## To do
Every line in the records below with the string "CrateFfprobeExecutor" is to be copied out.

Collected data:
//! Implementation of the 'trim' subcommand.
//!
//! Resolves the input into a list of files, builds the core configuration
//! from the CLI flags, runs the batch pipeline and reports the results.

use crate::cli::TrimArgs;
use crate::commands::apply_detector_args;
use crate::error::{CliErrorContext, CliResult};
use crate::logging::summary_path;

use tailcut_core::external::{CrateFfprobeExecutor, SidecarSpawner, check_required_tools};
use tailcut_core::hardware_decode::describe_decoding;
use tailcut_core::utils::has_extension;
use tailcut_core::{
    BatchSummary, CoreConfig, CoreConfigBuilder, CoreError, DetectorKind, FileOutcome,
    PipelineMode, format_bytes, terminal,
};

use log::{debug, info};
use std::fs;
use std::path::{Path, PathBuf};
use std::time::Instant;

/// Paths and flags decided before logging starts.
#[derive(Debug, Clone)]
pub struct RunContext {
    pub log_dir: PathBuf,
    pub log_file: Option<PathBuf>,
    pub timestamp: String,
    /// Write the JSON run summary next to the run log
    pub write_summary: bool,
}

/// Discovers files with the configured extension from the input path (file
/// or directory). Returns (files, effective_input_dir).
pub fn discover_trim_files(args: &TrimArgs) -> CliResult<(Vec<PathBuf>, PathBuf)> {
    let input_path = args.input_path.canonicalize().map_err(|e| {
        CoreError::PathError(format!(
            "Invalid input path '{}': {}",
            args.input_path.display(),
            e
        ))
    })?;

    let metadata = fs::metadata(&input_path).map_err(|e| {
        CoreError::PathError(format!(
            "Failed to access input path '{}': {}",
            input_path.display(),
            e
        ))
    })?;

    if metadata.is_dir() {
        match tailcut_core::find_processable_files(&input_path, &args.extension) {
            Ok(files) => Ok((files, input_path.clone())),
            Err(CoreError::NoFilesFound) => Ok((Vec::new(), input_path.clone())),
            Err(e) => Err(e),
        }
    } else if metadata.is_file() {
        if has_extension(&input_path, &args.extension) {
            let parent_dir = input_path
                .parent()
                .ok_or_else(|| {
                    CoreError::PathError(format!(
                        "Could not determine parent directory for file '{}'",
                        input_path.display()
                    ))
                })?
                .to_path_buf();
            Ok((vec![input_path.clone()], parent_dir))
        } else {
            Err(CoreError::PathError(format!(
                "Input file '{}' is not a .{} file",
                input_path.display(),
                args.extension.trim_start_matches('.')
            )))
        }
    } else {
        Err(CoreError::PathError(format!(
            "Input path '{}' is neither a file nor a directory",
            input_path.display()
        )))
    }
}

/// Creates and validates the CoreConfig for a trim run.
pub fn create_core_config(
    args: &TrimArgs,
    effective_input_dir: PathBuf,
    log_dir: PathBuf,
) -> CliResult<CoreConfig> {
    let mut builder = CoreConfigBuilder::new()
        .input_dir(effective_input_dir)
        .output_dir(args.output_dir.clone())
        .log_dir(log_dir)
        .extension(&args.extension)
        .mode(args.mode)
        .fixed_offset_secs(args.fixed_offset_secs)
        .keep_intermediate(args.keep_intermediate);

    if let Some(temp_dir) = &args.temp_dir {
        builder = builder.temp_dir(temp_dir.clone());
    }

    let config = apply_detector_args(builder, &args.detector).build();
    config.validate()?;
    Ok(config)
}

/// Main entry point for the trim command.
pub fn run_trim(
    args: TrimArgs,
    files: Vec<PathBuf>,
    effective_input_dir: PathBuf,
    ctx: &RunContext,
) -> CliResult<BatchSummary> {
    let total_start_time = Instant::now();
    let config = create_core_config(&args, effective_input_dir, ctx.log_dir.clone())?;

    print_configuration(&config, ctx);

    if files.is_empty() {
        terminal::print_warning(&format!(
            "No processable .{} files found in {}",
            config.extension,
            args.input_path.display()
        ));
        return Ok(BatchSummary::default());
    }

    check_required_tools()?;
    debug!("External dependency check passed.");

    terminal::print_section("Processing");
    info!("Found {} file(s) to process.", files.len());

    let summary = tailcut_core::process_videos(
        &SidecarSpawner,
        &CrateFfprobeExecutor::new(),
        &config,
        &files,
    )?;

    print_summary(&summary, total_start_time.elapsed().as_secs_f64());

    if ctx.write_summary {
        let path = summary_path(&ctx.log_dir, &ctx.timestamp);
        write_summary_json(&summary, &path)?;
        info!("Run summary written to {}", path.display());
    }

    Ok(summary)
}

fn print_configuration(config: &CoreConfig, ctx: &RunContext) {
    terminal::print_section("Configuration");
    terminal::print_status("Input", &config.input_dir.display().to_string(), false);
    terminal::print_status("Output", &config.output_dir.display().to_string(), false);
    if let Some(log_file) = &ctx.log_file {
        terminal::print_status("Log file", &log_file.display().to_string(), false);
    }
    terminal::print_status("Mode", &config.mode.to_string(), true);
    if config.mode.uses_fixed_offset() {
        terminal::print_status("Offset", &format!("{:.2}s", config.fixed_offset_secs), false);
    }
    if config.mode.uses_detector() {
        terminal::print_status("Detector", &config.detector.to_string(), true);
        match config.detector {
            DetectorKind::BlackDetect => {
                let bd = &config.black_detect;
                terminal::print_status(
                    "Thresholds",
                    &format!(
                        "pic_th={} pix_th={} d={}",
                        bd.picture_threshold, bd.pixel_threshold, bd.min_duration
                    ),
                    false,
                );
                terminal::print_status("Region", &format!("{} from end", bd.region_from_end), false);
                terminal::print_status("Decoding", &describe_decoding(bd.use_hw_decode), false);
            }
            DetectorKind::BrightnessScan => {
                let bs = &config.brightness;
                terminal::print_status("Threshold", &format!("mean < {}", bs.threshold), false);
                terminal::print_status("Window", &format!("last {:.1}s", bs.search_secs), false);
            }
        }
    }
    if config.mode == PipelineMode::FixedOffsetThenDetect && config.keep_intermediate {
        terminal::print_status(
            "Intermediate",
            &config.intermediate_dir().display().to_string(),
            false,
        );
    }
}

fn print_summary(summary: &BatchSummary, total_secs: f64) {
    terminal::print_section("Summary");

    for report in &summary.results {
        match &report.outcome {
            FileOutcome::Trimmed(result) => {
                let detail = match result.trimmed_from_end {
                    Some(trimmed) => format!("cut at {:.3}s, {trimmed:.2}s removed", result.cut_point),
                    None => format!("cut at {:.3}s", result.cut_point),
                };
                terminal::print_sub_item(&format!("{}: {detail}", report.filename));
            }
            FileOutcome::Skipped { reason } => {
                terminal::print_sub_item(&format!("{}: skipped ({reason})", report.filename));
            }
            FileOutcome::Failed { error } => {
                terminal::print_sub_item(&format!("{}: failed ({error})", report.filename));
            }
        }
    }

    let input_total: u64 = summary.trimmed().map(|r| r.input_size).sum();
    let output_total: u64 = summary.trimmed().map(|r| r.output_size).sum();

    info!("");
    terminal::print_status("Trimmed", &summary.trimmed_count().to_string(), true);
    terminal::print_status("Skipped", &summary.skipped_count().to_string(), false);
    terminal::print_status("Failed", &summary.failed_count().to_string(), false);
    terminal::print_status(
        "Removed",
        &format!("{:.2}s total", summary.total_trimmed_secs()),
        false,
    );
    terminal::print_status(
        "Size",
        &format!("{} -> {}", format_bytes(input_total), format_bytes(output_total)),
        false,
    );
    terminal::print_status("Total time", &format!("{total_secs:.1}s"), false);

    if summary.failed_count() == 0 {
        terminal::print_success("Run complete");
    } else {
        terminal::print_warning("Run complete with failures; see the log for details");
    }
}

/// Writes the run summary as pretty JSON.
pub fn write_summary_json(summary: &BatchSummary, path: &Path) -> CliResult<()> {
    if let Some(parent) = path.parent() {
        fs::create_dir_all(parent)
            .cli_with_context(|| format!("Failed to create {}", parent.display()))?;
    }
    let json = serde_json::to_string_pretty(summary)
        .map_err(|e| CoreError::JsonParseError(format!("Run summary serialization: {e}")))?;
    fs::write(path, json).cli_with_context(|| format!("Failed to write {}", path.display()))
}

#[cfg(test)]
mod tests {
    use super::*;
    use crate::cli::{Cli, Commands};
    use clap::Parser;
    use tailcut_core::FileReport;

    fn trim_args(extra: &[&str]) -> TrimArgs {
        let mut argv = vec!["tailcut", "trim"];
        argv.extend_from_slice(extra);
        match Cli::parse_from(argv).command {
            Commands::Trim(args) => args,
            other => panic!("expected trim, got {other:?}"),
        }
    }

    #[test]
    fn test_discover_directory_and_single_file() {
        let dir = tempfile::tempdir().unwrap();
        let video = dir.path().join("a.webm");
        fs::write(&video, b"x").unwrap();
        fs::write(dir.path().join("b.txt"), b"x").unwrap();

        let args = trim_args(&["-i", dir.path().to_str().unwrap(), "-o", "out"]);
        let (files, input_dir) = discover_trim_files(&args).unwrap();
        assert_eq!(files.len(), 1);
        assert_eq!(input_dir, dir.path().canonicalize().unwrap());

        let args = trim_args(&["-i", video.to_str().unwrap(), "-o", "out"]);
        let (files, input_dir) = discover_trim_files(&args).unwrap();
        assert_eq!(files, vec![video.canonicalize().unwrap()]);
        assert_eq!(input_dir, dir.path().canonicalize().unwrap());
    }

    #[test]
    fn test_discover_rejects_other_extension_and_missing_path() {
        let dir = tempfile::tempdir().unwrap();
        let text = dir.path().join("notes.txt");
        fs::write(&text, b"x").unwrap();

        let args = trim_args(&["-i", text.to_str().unwrap(), "-o", "out"]);
        assert!(matches!(discover_trim_files(&args), Err(CoreError::PathError(_))));

        let missing = dir.path().join("missing");
        let args = trim_args(&["-i", missing.to_str().unwrap(), "-o", "out"]);
        let err = discover_trim_files(&args).unwrap_err();
        assert!(err.to_string().contains("Invalid input path"));
    }

    #[test]
    fn test_empty_directory_is_not_an_error() {
        let dir = tempfile::tempdir().unwrap();
        let args = trim_args(&["-i", dir.path().to_str().unwrap(), "-o", "out"]);
        let (files, _) = discover_trim_files(&args).unwrap();
        assert!(files.is_empty());
    }

    #[test]
    fn test_core_config_from_args() {
        let args = trim_args(&[
            "-o",
            "out",
            "--mode",
            "fixed",
            "--offset",
            "20",
            "--temp-dir",
            "/scratch",
            "--detector",
            "brightness",
            "--search-secs",
            "60",
        ]);
        let config =
            create_core_config(&args, PathBuf::from("in"), PathBuf::from("out/logs")).unwrap();
        assert_eq!(config.mode, PipelineMode::FixedOffset);
        assert_eq!(config.fixed_offset_secs, 20.0);
        assert_eq!(config.temp_dir, Some(PathBuf::from("/scratch")));
        assert_eq!(config.detector, DetectorKind::BrightnessScan);
        assert_eq!(config.brightness.search_secs, 60.0);
        assert_eq!(config.log_dir, PathBuf::from("out/logs"));
    }

    #[test]
    fn test_invalid_flags_fail_validation() {
        let args = trim_args(&["-o", "out", "--region-from-end", "0"]);
        assert!(matches!(
            create_core_config(&args, PathBuf::from("in"), PathBuf::from("logs")),
            Err(CoreError::Config(_))
        ));
    }

    #[test]
    fn test_write_summary_json() {
        let dir = tempfile::tempdir().unwrap();
        let path = dir.path().join("logs").join("summary.json");
        let summary = BatchSummary {
            results: vec![FileReport {
                filename: "a.webm".to_string(),
                outcome: FileOutcome::Failed {
                    error: "boom".to_string(),
                },
            }],
        };

        write_summary_json(&summary, &path).unwrap();

        let value: serde_json::Value =
            serde_json::from_str(&fs::read_to_string(&path).unwrap()).unwrap();
        assert_eq!(value["results"][0]["filename"], "a.webm");
        assert_eq!(value["results"][0]["outcome"]["status"], "failed");
    }
}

## Completed exercise
use tailcut_core::external::{CrateFfprobeExecutor, SidecarSpawner, check_required_tools};
        &CrateFfprobeExecutor::new(),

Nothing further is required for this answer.